Emil Fredriksson: So what would happen was on Friday night, the people started to use Spotify more and more because there’s parties or people who were at home listening to music, and at Friday night, it would always fail, often the playlist system. And so what happened was I would get the alert and I would start calling the developers that knew how the playlist system worked and we would spend hours and hours on the Friday night trying to bring it back to a workable state. So looking back, you think like, well, why didn’t we fix it? Could we have done something to make it work better? But that was the reality at Spotify for me and for many of the developers -- it was putting out fires. So even thinking about building new features or strategy long term, that sort of thing, it just didn't have a space in our mind. We were just going from one week to the next.

3 Spotify: A Product Story Episode 5 - Transcript

Emil went from managing one server to an apartment full of servers to traveling all over Europe and North America -- trying to lease space and hire teams on the ground as fast as possible in order to set up enough data centers to keep up with Spotify’s explosive growth.

At the same time, Spotify’s user base was moving off of PCs and onto mobile devices -- so the peer-to-peer network that had made the desktop client so special in the beginning, was actually turning into a liability -- we couldn’t use it on mobile because it would drain people’s batteries, and use up all their data. Which resulted in more and more strain being put on our servers.
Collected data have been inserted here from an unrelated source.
//! The task session: owner of the canonical task list.
//!
//! Every intent from a display layer goes through a `Session` method. A
//! mutating intent takes the store's lock, re-reads the snapshot so changes
//! from other processes are not overwritten, changes the list, and writes
//! the snapshot back before returning. Views are never stored; `visible`,
//! `board` and `stats` project the current list on each call.

use chrono::{DateTime, Utc};

use crate::io::lock::StoreLock;
use crate::io::persist::{self, LoadReport};
use crate::io::store::{KeyValueStore, StoreError};
use crate::model::config::Defaults;
use crate::model::task::{Category, Priority, Task, TaskId};
use crate::ops::guard;
use crate::ops::task_ops::{self, TaskError};
use crate::ops::view::{self, Board, Filter, Stats};

/// Error type for session intents
#[derive(Debug, thiserror::Error)]
pub enum SessionError {
    #[error("no task is being edited")]
    NotEditing,
    #[error(transparent)]
    Task(#[from] TaskError),
}

/// Edit state machine. At most one task is edited at a time.
#[derive(Debug, Clone, PartialEq, Eq, Default)]
pub enum EditState {
    #[default]
    Viewing,
    Editing { id: TaskId, buffer: String },
}

/// What happened while loading the snapshot
#[derive(Debug, Clone, Copy, Default, PartialEq, Eq)]
pub struct LoadSummary {
    pub dropped: usize,
    pub corrupt: bool,
}

pub struct Session<S: KeyValueStore> {
    store: S,
    tasks: Vec<Task>,
    edit: EditState,
    filter: Filter,
    defaults: Defaults,
    loaded: LoadSummary,
    save_error: Option<StoreError>,
    /// A write failed, so the list is ahead of the store
    unsaved: bool,
}

impl<S: KeyValueStore> Session<S> {
    /// Load the canonical list from `store`.
    pub fn open(mut store: S, defaults: Defaults) -> Result<Self, StoreError> {
        let LoadReport {
            tasks,
            dropped,
            corrupt,
        } = persist::load_tasks(&mut store)?;
        Ok(Session {
            store,
            tasks,
            edit: EditState::Viewing,
            filter: Filter::All,
            defaults,
            loaded: LoadSummary { dropped, corrupt },
            save_error: None,
            unsaved: false,
        })
    }

    // -----------------------------------------------------------------------
    // Read side
    // -----------------------------------------------------------------------

    /// The canonical list in insertion order
    pub fn tasks(&self) -> &[Task] {
        &self.tasks
    }

    pub fn find(&self, id: &TaskId) -> Option<&Task> {
        task_ops::find_task(&self.tasks, id)
    }

    pub fn defaults(&self) -> Defaults {
        self.defaults
    }

    pub fn load_summary(&self) -> LoadSummary {
        self.loaded
    }

    pub fn store(&self) -> &S {
        &self.store
    }

    pub fn edit_state(&self) -> &EditState {
        &self.edit
    }

    /// The task being edited and the current buffer
    pub fn editing(&self) -> Option<(&TaskId, &str)> {
        match &self.edit {
            EditState::Editing { id, buffer } => Some((id, buffer.as_str())),
            EditState::Viewing => None,
        }
    }

    pub fn is_editing(&self, id: &TaskId) -> bool {
        matches!(&self.edit, EditState::Editing { id: editing, .. } if editing == id)
    }

    /// Whether the commit action is enabled for the current buffer
    pub fn can_save(&self) -> bool {
        match &self.edit {
            EditState::Editing { buffer, .. } => {
                !buffer.trim().is_empty() && guard::validate(buffer)
            }
            EditState::Viewing => false,
        }
    }

    pub fn filter(&self) -> Filter {
        self.filter
    }

    /// Tasks under the current filter, sorted by priority
    pub fn visible(&self) -> Vec<&Task> {
        view::filtered(&self.tasks, self.filter)
    }

    pub fn board(&self) -> Board<'_> {
        view::board(&self.tasks)
    }

    pub fn stats(&self) -> Stats {
        view::stats(&self.tasks)
    }

    /// The last failed snapshot write, if any, cleared on read
    pub fn take_save_error(&mut self) -> Option<StoreError> {
        self.save_error.take()
    }

    // -----------------------------------------------------------------------
    // Intents
    // -----------------------------------------------------------------------

    /// Add a task. `None` picks the configured default.
    pub fn add(
        &mut self,
        text: &str,
        priority: Option<Priority>,
        category: Option<Category>,
    ) -> Result<TaskId, SessionError> {
        self.add_at(text, priority, category, Utc::now())
    }

    /// Add a task created at `now`.
    pub fn add_at(
        &mut self,
        text: &str,
        priority: Option<Priority>,
        category: Option<Category>,
        now: DateTime<Utc>,
    ) -> Result<TaskId, SessionError> {
        let priority = priority.unwrap_or(self.defaults.priority);
        let category = category.unwrap_or(self.defaults.category);
        let _lock = self.begin_write();
        let id = task_ops::add_task(&mut self.tasks, text, priority, category, now)
            .inspect_err(|e| log::info!("event=task_add_rejected reason={}", e))?;
        log::info!(
            "event=task_add id={} priority={} category={}",
            id,
            priority,
            category
        );
        self.commit();
        Ok(id)
    }

    /// Flip completion. Returns the new value.
    pub fn toggle(&mut self, id: &TaskId) -> Result<bool, SessionError> {
        let _lock = self.begin_write();
        let completed = task_ops::toggle_task(&mut self.tasks, id)?;
        log::info!("event=task_toggle id={} completed={}", id, completed);
        self.commit();
        Ok(completed)
    }

    /// Mark completed. Returns whether anything changed.
    pub fn complete(&mut self, id: &TaskId) -> Result<bool, SessionError> {
        let _lock = self.begin_write();
        let changed = task_ops::set_completed(&mut self.tasks, id, true)?;
        if changed {
            log::info!("event=task_toggle id={} completed=true", id);
            self.commit();
        }
        Ok(changed)
    }

    pub fn delete(&mut self, id: &TaskId) -> Result<Task, SessionError> {
        let _lock = self.begin_write();
        let removed = task_ops::delete_task(&mut self.tasks, id)?;
        if self.is_editing(id) {
            self.edit = EditState::Viewing;
        }
        log::info!("event=task_delete id={}", id);
        self.commit();
        Ok(removed)
    }

    /// Replace a task's text directly, outside the edit state machine.
    pub fn set_text(&mut self, id: &TaskId, text: &str) -> Result<(), SessionError> {
        let _lock = self.begin_write();
        task_ops::set_text(&mut self.tasks, id, text)
            .inspect_err(|e| log::info!("event=task_edit_rejected id={} reason={}", id, e))?;
        log::info!("event=task_edit id={}", id);
        self.commit();
        Ok(())
    }

    /// Remove all completed tasks. Returns how many were removed.
    pub fn clear_completed(&mut self) -> usize {
        let _lock = self.begin_write();
        let removed = task_ops::clear_completed(&mut self.tasks);
        if removed == 0 {
            return 0;
        }
        self.drop_stale_edit();
        log::info!("event=clear_completed removed={}", removed);
        self.commit();
        removed
    }

    pub fn set_filter(&mut self, filter: Filter) {
        self.filter = filter;
    }

    // -----------------------------------------------------------------------
    // Edit state machine
    // -----------------------------------------------------------------------

    /// Viewing → Editing. The buffer starts as the stored text. Replaces any
    /// edit already open.
    pub fn start_edit(&mut self, id: &TaskId) -> Result<(), SessionError> {
        let task = task_ops::find_task(&self.tasks, id)
            .ok_or_else(|| TaskError::NotFound(id.clone()))?;
        self.edit = EditState::Editing {
            id: id.clone(),
            buffer: task.text.clone(),
        };
        Ok(())
    }

    /// Replace the edit buffer. Ignored while viewing.
    pub fn set_buffer(&mut self, text: impl Into<String>) {
        if let EditState::Editing { buffer, .. } = &mut self.edit {
            *buffer = text.into();
        }
    }

    /// Editing → Viewing, committing the buffer. On rejection the state and
    /// buffer are left as they were.
    pub fn save_edit(&mut self) -> Result<TaskId, SessionError> {
        let (id, buffer) = match &self.edit {
            EditState::Editing { id, buffer } => (id.clone(), buffer.clone()),
            EditState::Viewing => return Err(SessionError::NotEditing),
        };
        // A task deleted elsewhere ends the edit and fails as not found
        let _lock = self.begin_write();
        task_ops::set_text(&mut self.tasks, &id, &buffer)
            .inspect_err(|e| log::info!("event=edit_rejected id={} reason={}", id, e))?;
        self.edit = EditState::Viewing;
        log::info!("event=task_edit id={}", id);
        self.commit();
        Ok(id)
    }

    /// Editing → Viewing, discarding the buffer. Returns whether an edit was
    /// open.
    pub fn cancel_edit(&mut self) -> bool {
        let was_editing = matches!(self.edit, EditState::Editing { .. });
        self.edit = EditState::Viewing;
        was_editing
    }

    /// Lock the store and pick up what other processes committed since the
    /// last read. The guard must live until `commit` has run. A lock that
    /// cannot be taken is reported like a failed write and the intent goes
    /// ahead unlocked.
    fn begin_write(&mut self) -> Option<StoreLock> {
        let guard = match self.store.lock() {
            Ok(guard) => guard,
            Err(e) => {
                log::warn!("event=store_lock_failed error={}", e);
                self.save_error = Some(e);
                None
            }
        };
        if !self.unsaved {
            self.reload();
        }
        guard
    }

    /// Replace the list with the stored snapshot. A snapshot that cannot be
    /// read leaves the list alone.
    fn reload(&mut self) {
        match persist::load_tasks(&mut self.store) {
            Ok(report) if !report.corrupt => {
                self.tasks = report.tasks;
                self.drop_stale_edit();
            }
            Ok(_) => log::warn!("event=reload_skipped reason=corrupt"),
            Err(e) => log::warn!("event=reload_skipped error={}", e),
        }
    }

    /// End the edit if its task is gone.
    fn drop_stale_edit(&mut self) {
        let gone = match &self.edit {
            EditState::Editing { id, .. } => task_ops::find_task(&self.tasks, id).is_none(),
            EditState::Viewing => false,
        };
        if gone {
            self.edit = EditState::Viewing;
        }
    }

    /// Persist the canonical list. A failed write is logged and kept for
    /// `take_save_error`; the in-memory change stands.
    fn commit(&mut self) {
        match persist::save_tasks(&mut self.store, &self.tasks) {
            Ok(()) => self.unsaved = false,
            Err(e) => {
                log::error!("event=store_write_failed error={}", e);
                self.save_error = Some(e);
                self.unsaved = true;
            }
        }
    }
}
use serde::Serialize;

use crate::model::task::{Category, Priority, Task};
use crate::ops::guard;
use crate::ops::view::{Board, Filter, Stats};

// ---------------------------------------------------------------------------
// JSON output structs
// ---------------------------------------------------------------------------

#[derive(Serialize)]
pub struct TaskJson {
    pub id: String,
    /// Stored (escaped) text
    pub text: String,
    pub completed: bool,
    pub category: Category,
    pub priority: Priority,
    pub created_at: String,
}

#[derive(Serialize)]
pub struct ColumnJson {
    pub count: usize,
    pub tasks: Vec<TaskJson>,
}

#[derive(Serialize)]
pub struct BoardJson {
    pub all: ColumnJson,
    pub active: ColumnJson,
    pub completed: ColumnJson,
}

#[derive(Serialize)]
pub struct AddedJson {
    pub id: String,
}

// ---------------------------------------------------------------------------
// Conversions
// ---------------------------------------------------------------------------

pub fn task_to_json(task: &Task) -> TaskJson {
    TaskJson {
        id: task.id.to_string(),
        text: task.text.clone(),
        completed: task.completed,
        category: task.category,
        priority: task.priority,
        created_at: task.created_at.to_rfc3339(),
    }
}

fn column_to_json(tasks: &[&Task]) -> ColumnJson {
    ColumnJson {
        count: tasks.len(),
        tasks: tasks.iter().map(|t| task_to_json(t)).collect(),
    }
}

pub fn board_to_json(board: &Board) -> BoardJson {
    BoardJson {
        all: column_to_json(board.column(Filter::All)),
        active: column_to_json(board.column(Filter::Active)),
        completed: column_to_json(board.column(Filter::Completed)),
    }
}

// ---------------------------------------------------------------------------
// Human-readable formatting
// ---------------------------------------------------------------------------

/// Format a single task as a one-line summary. Text is decoded once, the
/// terminal's equivalent of rendering the stored markup.
pub fn format_task_line(task: &Task) -> String {
    let mark = if task.completed { 'x' } else { ' ' };
    format!(
        "[{}] {}  {}  ({}, {})",
        mark,
        task.id,
        guard::decode_entities(&task.text),
        task.category,
        task.priority
    )
}

/// Format a task list, or the filter's empty message
pub fn format_task_list(tasks: &[&Task], filter: Filter) -> Vec<String> {
    if tasks.is_empty() {
        return vec![filter.empty_message().to_string()];
    }
    tasks.iter().map(|t| format_task_line(t)).collect()
}

/// Format the three board columns one after another
pub fn format_board(board: &Board) -> Vec<String> {
    let mut lines = Vec::new();
    for (i, filter) in Filter::ALL.into_iter().enumerate() {
        let tasks = board.column(filter);
        if i > 0 {
            lines.push(String::new());
        }
        let hint = if filter == Filter::Completed && !tasks.is_empty() {
            "  (tl clear removes them)"
        } else {
            ""
        };
        lines.push(format!("== {} ({}) =={}", filter.title(), tasks.len(), hint));
        for line in format_task_list(tasks, filter) {
            lines.push(format!("  {}", line));
        }
    }
    lines
}

pub fn format_stats(stats: &Stats) -> String {
    format!(
        "total {}  active {}  completed {}  progress {}%",
        stats.total, stats.active, stats.completed, stats.completion_rate
    )
}

// ---------------------------------------------------------------------------
// HTML export
// ---------------------------------------------------------------------------

const HTML_STYLE: &str = "\
body{font-family:system-ui,sans-serif;background:#f5f3ff;color:#1f1d3a;margin:2rem}
.stats{display:flex;gap:1rem;margin-bottom:1.5rem}
.card{background:#fff;border-radius:8px;padding:.75rem 1rem;box-shadow:0 1px 3px #0002}
.board{display:grid;grid-template-columns:repeat(3,1fr);gap:1rem}
.column h2{font-size:1rem}
.task{background:#fff;border-radius:8px;padding:.5rem .75rem;margin:.5rem 0}
.task.done .text{text-decoration:line-through;color:#888}
.badge{font-size:.75rem;border-radius:4px;padding:0 .3rem;margin-right:.3rem;background:#eee}
.empty{color:#888;font-style:italic}
.meta{font-size:.75rem;color:#888}";

/// A static page of the board. Stored text is inserted as-is: it was
/// escaped when admitted, so the browser renders it exactly once.
pub fn render_html(board: &Board, stats: &Stats) -> String {
    let mut out = String::new();
    out.push_str("<!DOCTYPE html>\n<html lang=\"en\">\n<head>\n<meta charset=\"utf-8\">\n");
    out.push_str("<title>Todo Board</title>\n<style>\n");
    out.push_str(HTML_STYLE);
    out.push_str("\n</style>\n</head>\n<body>\n<h1>Todo Board</h1>\n");

    out.push_str("<div class=\"stats\">\n");
    for (label, value) in [
        ("Total", stats.total.to_string()),
        ("Active", stats.active.to_string()),
        ("Completed", stats.completed.to_string()),
        ("Progress", format!("{}%", stats.completion_rate)),
    ] {
        out.push_str(&format!(
            "<div class=\"card\"><div>{}</div><strong>{}</strong></div>\n",
            label, value
        ));
    }
    out.push_str("</div>\n<div class=\"board\">\n");

    for filter in Filter::ALL {
        let tasks = board.column(filter);
        out.push_str(&format!(
            "<section class=\"column {}\">\n<h2>{} ({})</h2>\n",
            filter,
            filter.title(),
            tasks.len()
        ));
        if tasks.is_empty() {
            out.push_str(&format!(
                "<p class=\"empty\">{}</p>\n",
                filter.empty_message()
            ));
        }
        for task in tasks {
            out.push_str(&html_task(task));
        }
        out.push_str("</section>\n");
    }

    out.push_str("</div>\n</body>\n</html>\n");
    out
}

fn html_task(task: &Task) -> String {
    let class = if task.completed { "task done" } else { "task" };
    let mark = if task.completed { "&#x2713; " } else { "" };
    let mut out = format!(
        "<div class=\"{}\"><div class=\"text\">{}{}</div>\
         <span class=\"badge {}\">{}</span><span class=\"badge {}\">{}</span>",
        class,
        mark,
        task.text,
        task.category,
        task.category,
        task.priority,
        task.priority
    );
    if task.completed {
        out.push_str(&format!(
            "<div class=\"meta\">Completed on {}</div>",
            task.created_at.format("%Y-%m-%d")
        ));
    }
    out.push_str("</div>\n");
    out
}
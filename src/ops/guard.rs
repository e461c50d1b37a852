//! Input guard: the only trust boundary between typed text and stored markup.
//!
//! Every string that enters the canonical task list passes through
//! [`admit`], which rejects denylisted content with [`validate`] and then
//! entity-escapes it with [`sanitize`]. Stored text is therefore
//! pre-escaped markup: markup renderers emit it verbatim, and the terminal
//! renderer interprets the entities once with [`decode_entities`].

use std::sync::LazyLock;

use regex::RegexSet;

/// Error type for text rejected on the write path
#[derive(Debug, Clone, PartialEq, Eq, thiserror::Error)]
pub enum GuardError {
    #[error("text is empty")]
    Empty,
    #[error("text contains unsafe markup")]
    Unsafe,
}

/// Case-insensitive denylist. A match anywhere in the text rejects it.
static DENYLIST: LazyLock<RegexSet> = LazyLock::new(|| {
    RegexSet::new([
        // a complete script element, across lines, up to the first close tag
        r"(?is)<script(?-u:\b).*?</script>",
        r"(?i)javascript:",
        // inline event handler attribute: onclick=, onload =, ...
        r"(?i)on(?-u:[a-z0-9_])+\s*=",
        // word boundaries and word characters are ASCII, so `<iframeé` still
        // opens an iframe
        r"(?i)<iframe(?-u:\b)",
        r"(?i)<object(?-u:\b)",
        r"(?i)<embed(?-u:\b)",
        r"(?i)<form(?-u:\b)",
    ])
    .expect("denylist patterns are valid")
});

/// Returns `false` if `text` contains any denylisted pattern.
/// Empty text is valid.
pub fn validate(text: &str) -> bool {
    if text.is_empty() {
        return true;
    }
    !DENYLIST.is_match(text)
}

/// Escape the five markup-significant characters, then trim.
///
/// This neutralizes markup injection but does not remove denylisted
/// patterns; call [`validate`] first.
pub fn sanitize(text: &str) -> String {
    if text.is_empty() {
        return String::new();
    }
    let mut out = String::with_capacity(text.len());
    for c in text.chars() {
        match c {
            '<' => out.push_str("&lt;"),
            '>' => out.push_str("&gt;"),
            '"' => out.push_str("&quot;"),
            '\'' => out.push_str("&#x27;"),
            '/' => out.push_str("&#x2F;"),
            _ => out.push(c),
        }
    }
    out.trim().to_string()
}

/// Write-path check: reject empty or unsafe text, return the stored form.
pub fn admit(text: &str) -> Result<String, GuardError> {
    let trimmed = text.trim();
    if trimmed.is_empty() {
        return Err(GuardError::Empty);
    }
    if !validate(trimmed) {
        return Err(GuardError::Unsafe);
    }
    Ok(sanitize(trimmed))
}

/// Turn stored text back into plain characters for a non-markup surface.
///
/// Reverses exactly the entities produced by [`sanitize`]; any other `&`
/// sequence is left as typed.
pub fn decode_entities(text: &str) -> String {
    const ENTITIES: [(&str, char); 5] = [
        ("&lt;", '<'),
        ("&gt;", '>'),
        ("&quot;", '"'),
        ("&#x27;", '\''),
        ("&#x2F;", '/'),
    ];

    let mut out = String::with_capacity(text.len());
    let mut rest = text;
    while let Some(amp) = rest.find('&') {
        out.push_str(&rest[..amp]);
        let tail = &rest[amp..];
        match ENTITIES.iter().find(|(entity, _)| tail.starts_with(entity)) {
            Some((entity, c)) => {
                out.push(*c);
                rest = &tail[entity.len()..];
            }
            None => {
                out.push('&');
                rest = &tail[1..];
            }
        }
    }
    out.push_str(rest);
    out
}
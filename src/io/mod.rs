pub mod config_io;
pub mod lock;
pub mod persist;
pub mod state;
pub mod store;
use std::io;
use std::path::PathBuf;
use std::time::Duration;

use crossterm::event::{self, DisableBracketedPaste, EnableBracketedPaste, Event, KeyEventKind};
use crossterm::execute;
use crossterm::terminal::{
    EnterAlternateScreen, LeaveAlternateScreen, disable_raw_mode, enable_raw_mode,
};
use ratatui::Terminal;
use ratatui::backend::CrosstermBackend;

use crate::io::store::KeyValueStore;
use crate::model::{Config, Layout, Priority, Task, TaskId};
use crate::ops::session::Session;
use crate::ops::view::Filter;
use crate::util::unicode;

use super::input;
use super::render;
use super::theme::Theme;

/// Longest text the input fields accept, in characters
pub const MAX_INPUT_CHARS: usize = 500;

/// Current interaction mode
#[derive(Debug, Clone, Copy, PartialEq, Eq)]
pub enum Mode {
    Navigate,
    /// Typing into the add bar
    Add,
    /// Editing the text of one task inline
    Edit,
}

/// Single-line text field with a grapheme-aware cursor (byte offset)
#[derive(Debug, Clone, Default, PartialEq, Eq)]
pub struct LineInput {
    pub text: String,
    pub cursor: usize,
}

impl LineInput {
    /// A field holding `text` with the cursor at the end
    pub fn with_text(text: impl Into<String>) -> Self {
        let text = text.into();
        let cursor = text.len();
        LineInput { text, cursor }
    }

    pub fn clear(&mut self) {
        self.text.clear();
        self.cursor = 0;
    }

    /// Insert at the cursor. Returns false when the field is full.
    pub fn insert(&mut self, c: char) -> bool {
        if self.text.chars().count() >= MAX_INPUT_CHARS {
            return false;
        }
        self.text.insert(self.cursor, c);
        self.cursor += c.len_utf8();
        true
    }

    /// Insert pasted text, newlines folded to spaces, up to the length cap.
    pub fn insert_str(&mut self, s: &str) {
        for c in s.chars() {
            let c = if c == '\n' || c == '\r' { ' ' } else { c };
            if !self.insert(c) {
                break;
            }
        }
    }

    pub fn backspace(&mut self) {
        if let Some(prev) = unicode::prev_grapheme_boundary(&self.text, self.cursor) {
            self.text.replace_range(prev..self.cursor, "");
            self.cursor = prev;
        }
    }

    pub fn delete(&mut self) {
        if let Some(next) = unicode::next_grapheme_boundary(&self.text, self.cursor) {
            self.text.replace_range(self.cursor..next, "");
        }
    }

    pub fn left(&mut self) {
        if let Some(prev) = unicode::prev_grapheme_boundary(&self.text, self.cursor) {
            self.cursor = prev;
        }
    }

    pub fn right(&mut self) {
        if let Some(next) = unicode::next_grapheme_boundary(&self.text, self.cursor) {
            self.cursor = next;
        }
    }

    pub fn home(&mut self) {
        self.cursor = 0;
    }

    pub fn end(&mut self) {
        self.cursor = self.text.len();
    }

    /// Cursor position in terminal cells
    pub fn cursor_col(&self) -> usize {
        unicode::byte_offset_to_display_col(&self.text, self.cursor)
    }
}

/// Main application state
pub struct App {
    pub session: Session<Box<dyn KeyValueStore>>,
    pub data_dir: PathBuf,
    pub mode: Mode,
    pub should_quit: bool,
    pub theme: Theme,
    pub layout: Layout,
    pub show_completed_date: bool,
    /// Index of the selected task within the shown list
    pub cursor: usize,
    /// First visible row of the shown list
    pub scroll_offset: usize,
    pub add_input: LineInput,
    /// Priority chosen in the add bar
    pub add_priority: Priority,
    pub edit_input: LineInput,
    /// One-line message for the status row, cleared on the next key
    pub status: Option<String>,
}

impl App {
    pub fn new(session: Session<Box<dyn KeyValueStore>>, config: &Config, data_dir: PathBuf) -> Self {
        let add_priority = session.defaults().priority;
        App {
            session,
            data_dir,
            mode: Mode::Navigate,
            should_quit: false,
            theme: Theme::from_config(&config.ui),
            layout: config.ui.layout,
            show_completed_date: config.ui.show_completed_date,
            cursor: 0,
            scroll_offset: 0,
            add_input: LineInput::default(),
            add_priority,
            edit_input: LineInput::default(),
            status: None,
        }
    }

    /// The list under the cursor: the focused column on the board, the
    /// filtered list otherwise. Both follow the session filter.
    pub fn shown_tasks(&self) -> Vec<&Task> {
        match self.layout {
            Layout::Board => self.session.board().column(self.session.filter()).to_vec(),
            Layout::List => self.session.visible(),
        }
    }

    pub fn selected_id(&self) -> Option<TaskId> {
        self.shown_tasks().get(self.cursor).map(|t| t.id.clone())
    }

    /// Keep the cursor inside the shown list
    pub fn clamp_cursor(&mut self) {
        let len = self.shown_tasks().len();
        if len == 0 {
            self.cursor = 0;
        } else if self.cursor >= len {
            self.cursor = len - 1;
        }
    }

    /// Move the cursor onto `id` if it is shown
    pub fn select(&mut self, id: &TaskId) {
        if let Some(idx) = self.shown_tasks().iter().position(|t| &t.id == id) {
            self.cursor = idx;
        }
    }

    pub fn set_filter(&mut self, filter: Filter) {
        if filter != self.session.filter() {
            self.session.set_filter(filter);
            self.cursor = 0;
            self.scroll_offset = 0;
        }
    }

    /// Surface a failed snapshot write in the status row
    pub fn check_save_error(&mut self) {
        if let Some(e) = self.session.take_save_error() {
            self.status = Some(format!("save failed: {}", e));
        }
    }
}

/// Restore UI state from .state.json
pub fn restore_ui_state(app: &mut App) {
    use crate::io::state::read_ui_state;

    let ui_state = match read_ui_state(&app.data_dir) {
        Some(s) => s,
        None => return,
    };
    app.session.set_filter(ui_state.filter);
    if let Some(layout) = ui_state.layout {
        app.layout = layout;
    }
}

/// Save UI state to .state.json
pub fn save_ui_state(app: &App) {
    use crate::io::state::{UiState, write_ui_state};

    let ui_state = UiState {
        filter: app.session.filter(),
        layout: Some(app.layout),
    };
    if let Err(e) = write_ui_state(&app.data_dir, &ui_state) {
        log::warn!("event=ui_state_write_failed error={}", e);
    }
}

/// Run the TUI application
pub fn run(app: &mut App) -> Result<(), Box<dyn std::error::Error>> {
    restore_ui_state(app);

    // Setup terminal
    enable_raw_mode()?;
    let mut stdout = io::stdout();
    execute!(stdout, EnterAlternateScreen, EnableBracketedPaste)?;
    let backend = CrosstermBackend::new(stdout);
    let mut terminal = Terminal::new(backend)?;
    terminal.clear()?;

    // Restore the terminal on panic
    let original_hook = std::panic::take_hook();
    std::panic::set_hook(Box::new(move |panic_info| {
        let _ = disable_raw_mode();
        let _ = execute!(io::stdout(), DisableBracketedPaste, LeaveAlternateScreen);
        original_hook(panic_info);
    }));

    log::info!("event=tui_start tasks={}", app.session.tasks().len());
    let result = run_event_loop(&mut terminal, app);

    save_ui_state(app);

    disable_raw_mode()?;
    execute!(terminal.backend_mut(), DisableBracketedPaste, LeaveAlternateScreen)?;
    terminal.show_cursor()?;

    result
}

fn run_event_loop(
    terminal: &mut Terminal<CrosstermBackend<io::Stdout>>,
    app: &mut App,
) -> Result<(), Box<dyn std::error::Error>> {
    loop {
        terminal.draw(|frame| render::render(frame, app))?;

        if event::poll(Duration::from_millis(250))? {
            match event::read()? {
                Event::Key(key) if key.kind == KeyEventKind::Press => {
                    input::handle_key(app, key);
                }
                Event::Paste(text) => input::handle_paste(app, &text),
                _ => {}
            }
        }

        if app.should_quit {
            break;
        }
    }
    Ok(())
}
mod edit;
mod navigate;

use crossterm::event::{KeyCode, KeyEvent, KeyModifiers};

use super::app::{App, Mode};

use edit::{handle_add, handle_edit};
use navigate::handle_navigate;

/// Handle a key event in the current mode
pub fn handle_key(app: &mut App, key: KeyEvent) {
    // Ignore bare modifier key presses (Shift, Ctrl, Alt, etc.)
    if matches!(key.code, KeyCode::Modifier(_)) {
        return;
    }
    if key.modifiers.contains(KeyModifiers::CONTROL) && key.code == KeyCode::Char('c') {
        app.session.cancel_edit();
        app.should_quit = true;
        return;
    }
    app.status = None;

    match app.mode {
        Mode::Navigate => handle_navigate(app, key),
        Mode::Add => handle_add(app, key),
        Mode::Edit => handle_edit(app, key),
    }
    app.check_save_error();
}

/// Handle a bracketed paste event. Only the text fields take pasted text.
pub fn handle_paste(app: &mut App, text: &str) {
    match app.mode {
        Mode::Add => app.add_input.insert_str(text),
        Mode::Edit => {
            app.edit_input.insert_str(text);
            app.session.set_buffer(app.edit_input.text.clone());
        }
        Mode::Navigate => {}
    }
}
Meanwhile, the rest of the internet had started to catch up. The pay off in terms of latency and reliability that came from running our own data centers diminished every day, as cloud computing got better, faster, and cheaper.

Emil Fredriksson: So much time had passed that like that competitive edge is just like eroded for a number of years, like no one really even seemed to care that much about how -- I mean, obviously the product has to be really fast, but we weren't significantly faster than any of our competitors anymore, and that kind of is just table stakes. So that was very important in one of the faces of Spotify. It just wasn't that important. And it's just not technically that difficult to do anymore. Gustav Söderström: Exactly. What is important changes and controlling parts of the stack may be vital during a period of time, but then it turns from your biggest advantage to one of your biggest costs and you actually want to move on to figure out another part of the stack or of the business model that is still vital, that is underperforming or that has lots of opportunity left. You don't want to stay and spend the same amount of cost on the opportunity that isn't there anymore. Emil Fredriksson: Yeah, I think that's 100 percent true. And the challenge is that when you spent enough time to get into the nitty gritty details of doing something yourself, like zooming back out and realizing that this isn't the most important thing that I should be doing right now, that's like a personal challenge and not something that comes natural to humans, I believe, that's a fight that you have to take and really be purposeful about. Otherwise, it's so easy to just stay in your little bubble and continue iterating on your little problem that you've learned so much about and become so good at.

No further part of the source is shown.